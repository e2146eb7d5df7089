//! Selector subscriptions: memoized projections of the state tree
//!
//! A selector is a pure projection from the full state to a derived value.
//! Each selector is identity-keyed by its `Arc` pointer; the cache keeps the
//! last computed value per selector plus the listeners registered against it.
//! After every commit the cache recomputes each selector and notifies only
//! the listeners whose value changed by pointer identity.

use std::sync::Arc;

use crate::state::{Slice, State};

/// Pure projection from the state tree to a derived value.
pub type SelectorFn = Arc<dyn Fn(&State) -> Slice + Send + Sync>;

/// Listener attached to a selector subscription.
pub type OnChangeFn = Arc<dyn Fn(&Slice) + Send + Sync>;

/// Identity key for a selector: the `Arc` data pointer. Two clones of the
/// same `Arc` share one cache entry; structurally identical closures do not.
pub(crate) type SelectorKey = usize;

pub(crate) fn selector_key(selector: &SelectorFn) -> SelectorKey {
    Arc::as_ptr(selector) as *const () as usize
}

/// Build a selector projecting one slice by key, with a stable "missing"
/// sentinel so an absent slice does not renotify on every commit.
pub fn slice_selector(key: impl Into<String>) -> SelectorFn {
    let key = key.into();
    let missing: Slice = Arc::new(());
    Arc::new(move |state: &State| {
        state
            .get(&key)
            .cloned()
            .unwrap_or_else(|| Arc::clone(&missing))
    })
}

struct SelectorEntry {
    selector: SelectorFn,
    cached: Slice,
    listeners: Vec<(u64, OnChangeFn)>,
}

/// Per-selector memoized values and listener sets, diffed after each commit.
///
/// Kept as an association list: the population is small and identity lookups
/// stay trivial.
#[derive(Default)]
pub(crate) struct SubscriptionCache {
    entries: Vec<SelectorEntry>,
}

impl SubscriptionCache {
    pub fn new() -> Self {
        Self::default()
    }

    /// Register a listener. Creates the cache entry on first use of this
    /// selector; returns the entry key and the current value so the caller
    /// can deliver the initial notification outside the lock.
    pub fn subscribe(
        &mut self,
        selector: SelectorFn,
        listener_id: u64,
        on_change: OnChangeFn,
        state: &State,
    ) -> (SelectorKey, Slice) {
        let key = selector_key(&selector);
        if let Some(entry) = self
            .entries
            .iter_mut()
            .find(|e| selector_key(&e.selector) == key)
        {
            entry.listeners.push((listener_id, on_change));
            return (key, Arc::clone(&entry.cached));
        }

        let cached = (selector)(state);
        self.entries.push(SelectorEntry {
            selector,
            cached: Arc::clone(&cached),
            listeners: vec![(listener_id, on_change)],
        });
        (key, cached)
    }

    /// Drop one listener; the entry itself goes away with its last listener.
    pub fn unsubscribe(&mut self, key: SelectorKey, listener_id: u64) {
        if let Some(index) = self
            .entries
            .iter()
            .position(|e| selector_key(&e.selector) == key)
        {
            let entry = &mut self.entries[index];
            entry.listeners.retain(|(id, _)| *id != listener_id);
            if entry.listeners.is_empty() {
                self.entries.remove(index);
            }
        }
    }

    /// Recompute every selector against the committed state and collect the
    /// listeners to notify. Callbacks are returned, not invoked, so the
    /// caller can run them without holding the cache lock.
    pub fn diff(&mut self, state: &State) -> Vec<(Slice, Vec<OnChangeFn>)> {
        let mut pending = Vec::new();
        for entry in &mut self.entries {
            let value = (entry.selector)(state);
            if !Arc::ptr_eq(&value, &entry.cached) {
                entry.cached = Arc::clone(&value);
                let listeners = entry
                    .listeners
                    .iter()
                    .map(|(_, l)| Arc::clone(l))
                    .collect();
                pending.push((value, listeners));
            }
        }
        pending
    }

    pub fn len(&self) -> usize {
        self.entries.len()
    }
}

---

What is expected. Return all lines from the material that contain "SelectorEntry".

Response area.
struct SelectorEntry {
    entries: Vec<SelectorEntry>,
        self.entries.push(SelectorEntry {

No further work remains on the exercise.